We have expanded, and may expand in the future, by acquiring or investing in other companies, which may divert our management’s attention, result in additional dilution to our stockholders and consume resources that are necessary to sustain our business.

Our business strategy has included, and may include in the future, acquiring complementary services, solutions, technologies or businesses. We also have entered into, and may enter into in the future, relationships with other businesses to expand our service offerings or our ability to provide service in foreign jurisdictions, which could involve preferred or exclusive licenses, additional channels of distribution, discount pricing or investments in other companies. Negotiating these transactions can be time-consuming, difficult and expensive, and our ability to close these transactions may often be subject to conditions or approvals that are beyond our control. Consequently, these transactions, even if undertaken and announced, may not close.

Current or future acquisitions, investments or new business relationships, such as our joint venture in Japan, may result in unforeseen operating difficulties and expenditures. In particular, we may encounter difficulties assimilating or integrating the businesses, technologies, products, personnel or operations of the acquired companies, particularly if the key personnel of the acquired company choose not to work for us, the company’s software is not easily adapted to work with ours or we have difficulty retaining the customers or partners of any acquired business due to changes in management or otherwise. With the three companies that we acquired in 2014 and early 2015, we are spending significant time and attention in transitioning to a company with multiple products with varied pricing, contracting and technology models, which may divert our sales and marketing resources. Acquisitions may also disrupt our business, divert our resources and require significant management attention that would otherwise be available for development of our business. Moreover, the anticipated benefits of any acquisition, investment or business relationship may not be realized or we may be exposed to unknown liabilities. In the future, for one or more of those transactions, we may:

 

·

issue additional equity securities that would dilute our stockholders;

 

·

use cash that we may need in the future to operate our business;

 

·

incur debt on terms unfavorable to us or that we are unable to repay;

 

·

incur large charges or substantial liabilities, including potential write-offs of acquired assets or investments;

 

·

encounter difficulties retaining key employees of the acquired company or integrating diverse software codes or business cultures;

 

·

encounter difficulties implementing controls, procedures and policies at the acquired company; and

 

·

become subject to adverse tax consequences, substantial depreciation or deferred compensation charges.

Any of these risks could harm our business and operating results.

The loss of key personnel or an inability to attract and retain highly skilled personnel may impair our ability to grow our business.

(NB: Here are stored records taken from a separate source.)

use std::net::SocketAddr;
use std::sync::Arc;
use std::time::Duration;

use shared::chat::ChatPipeline;
use shared::config::{ApiConfig, CompletionConfig, KnowledgeConfig, load_dotenv};
use shared::knowledge::{KnowledgeCache, KnowledgeComposer, KnowledgeFetcher};
use shared::llm::{CompletionError, CompletionOrchestrator};
use shared::repos::Store;
use shared::suggestions::HttpSuggestionClient;
use tracing::{error, info, warn};

mod http;

#[tokio::main]
async fn main() {
    tracing_subscriber::fmt()
        .with_env_filter(
            std::env::var("RUST_LOG")
                .unwrap_or_else(|_| "api_server=debug,shared=debug,axum=info".to_string()),
        )
        .init();

    if let Err(err) = load_dotenv() {
        error!("failed to load .env: {err}");
        std::process::exit(1);
    }

    let config = match ApiConfig::from_env() {
        Ok(config) => config,
        Err(err) => {
            error!("failed to read api config: {err}");
            std::process::exit(1);
        }
    };
    let knowledge_config = match KnowledgeConfig::from_env() {
        Ok(config) => config,
        Err(err) => {
            error!("failed to read knowledge config: {err}");
            std::process::exit(1);
        }
    };
    let completion_config = match CompletionConfig::from_env() {
        Ok(config) => config,
        Err(err) => {
            error!("failed to read completion config: {err}");
            std::process::exit(1);
        }
    };

    let store = match Store::connect(&config.database_url, config.database_max_connections).await {
        Ok(store) => store,
        Err(err) => {
            error!("failed to connect to postgres: {err}");
            std::process::exit(1);
        }
    };

    let chat = match build_chat_pipeline(&config, &knowledge_config, &completion_config, &store) {
        Ok(pipeline) => Some(Arc::new(pipeline)),
        Err(BuildError::Completion(CompletionError::MissingApiKey)) => {
            // The rest of the application stays usable; chat requests get an
            // explicit configuration error so operators can diagnose this.
            warn!("COMPLETION_API_KEY is not set; chat pipeline disabled");
            None
        }
        Err(err) => {
            error!("failed to build chat pipeline: {err}");
            std::process::exit(1);
        }
    };

    let app = http::build_router(http::AppState { store, chat });

    let addr: SocketAddr = config
        .bind_addr
        .parse()
        .unwrap_or_else(|_| "127.0.0.1:8080".parse().expect("valid default bind addr"));

    let listener = tokio::net::TcpListener::bind(addr)
        .await
        .expect("bind should succeed");

    info!(
        "api server listening on {}",
        listener.local_addr().unwrap_or(addr)
    );
    axum::serve(listener, app).await.expect("server should run");
}

#[derive(Debug, thiserror::Error)]
enum BuildError {
    #[error(transparent)]
    Completion(#[from] CompletionError),
    #[error(transparent)]
    Knowledge(#[from] shared::knowledge::KnowledgeFetcherBuildError),
    #[error(transparent)]
    Suggestions(#[from] shared::suggestions::SuggestionError),
}

fn build_chat_pipeline(
    config: &ApiConfig,
    knowledge_config: &KnowledgeConfig,
    completion_config: &CompletionConfig,
    store: &Store,
) -> Result<ChatPipeline, BuildError> {
    let cache = Arc::new(KnowledgeCache::new(Duration::from_secs(
        knowledge_config.cache_ttl_seconds,
    )));
    let fetcher = KnowledgeFetcher::new(
        cache,
        Duration::from_millis(knowledge_config.fetch_timeout_ms),
    )?;
    let composer = KnowledgeComposer::new(fetcher, knowledge_config.clone());

    let suggestion_client = Arc::new(HttpSuggestionClient::new(
        &config.app_base_url,
        Duration::from_millis(config.suggestion_timeout_ms),
    )?);
    let orchestrator = CompletionOrchestrator::new(
        completion_config,
        suggestion_client.clone(),
        suggestion_client,
    )?;

    Ok(ChatPipeline::new(
        Arc::new(store.clone()),
        composer,
        orchestrator,
    ))
}
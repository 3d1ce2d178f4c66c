use sqlx::Row;
use sqlx::postgres::PgRow;

use crate::knowledge::catalog::{
    CatalogError, CatalogFuture, ChatbotCatalog, ChatbotRecord, ProductRecord,
};

use super::Store;

fn chatbot_from_row(row: &PgRow) -> ChatbotRecord {
    ChatbotRecord {
        id: row.get("id"),
        name: row.get("name"),
        language: row.get("language"),
        knowledge_base_text: row.get("knowledge_base_text"),
        knowledge_base_url: row.get("knowledge_base_url"),
        store_url: row.get("store_url"),
    }
}

fn product_from_row(row: &PgRow) -> ProductRecord {
    ProductRecord {
        name: row.get("name"),
        description: row.get("description"),
        price: row.get("price"),
        product_url: row.get("product_url"),
        image_url: row.get("image_url"),
        button_text: row.get("button_text"),
    }
}

impl ChatbotCatalog for Store {
    fn load_chatbot(&self, chatbot_id: i64) -> CatalogFuture<'_, Option<ChatbotRecord>> {
        Box::pin(async move {
            let row = sqlx::query(
                "SELECT id, name, language, knowledge_base_text, knowledge_base_url, store_url \
                 FROM chatbots WHERE id = $1",
            )
            .bind(chatbot_id)
            .fetch_optional(self.pool())
            .await
            .map_err(|err| CatalogError::Lookup(err.to_string()))?;

            Ok(row.as_ref().map(chatbot_from_row))
        })
    }

    fn list_products(&self, chatbot_id: i64) -> CatalogFuture<'_, Vec<ProductRecord>> {
        Box::pin(async move {
            let rows = sqlx::query(
                "SELECT name, description, price, product_url, image_url, button_text \
                 FROM products WHERE chatbot_id = $1 ORDER BY position ASC, id ASC",
            )
            .bind(chatbot_id)
            .fetch_all(self.pool())
            .await
            .map_err(|err| CatalogError::Lookup(err.to_string()))?;

            Ok(rows.iter().map(product_from_row).collect())
        })
    }
}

We are highly dependent upon the continued service and performance of our senior management team and key technical and sales personnel, such as our president and chief executive officer, our chief financial officer, our chief operating officer, our chief technology officer, our senior vice president of engineering and our general counsel. Our former chief legal officer recently departed from the Company, and other key employees may terminate employment with us at any time with no advance notice. The replacement of any key employee likely would involve significant time and costs, and the loss of any key employee may significantly delay or prevent the achievement of our business objectives.

We face intense competition for qualified individuals from numerous technology and software companies. For example, our competitors may be able to attract and retain a more qualified engineering team by offering more competitive compensation packages. If we are unable to attract new engineers and retain our current engineers, we may not be able to develop and maintain our services at the same levels as our competitors and we may, therefore, lose potential and existing customers and sales penetration in certain markets. Our failure to attract and retain suitably qualified individuals could have an adverse effect on our ability to implement our business plan and, as a result, our ability to compete would decrease, our operating results would suffer and our revenue would decrease. In addition, if any of our key employees joins a competitor or decides to otherwise compete with us, we may experience a material disruption of our operations and development plans, which may cause us to lose customers or increase operating expenses as the attention of our remaining senior managers is diverted to recruit replacements for the departed key employees.

34


 

Fluctuations in the exchange rate of foreign currencies could result in currency transactions losses.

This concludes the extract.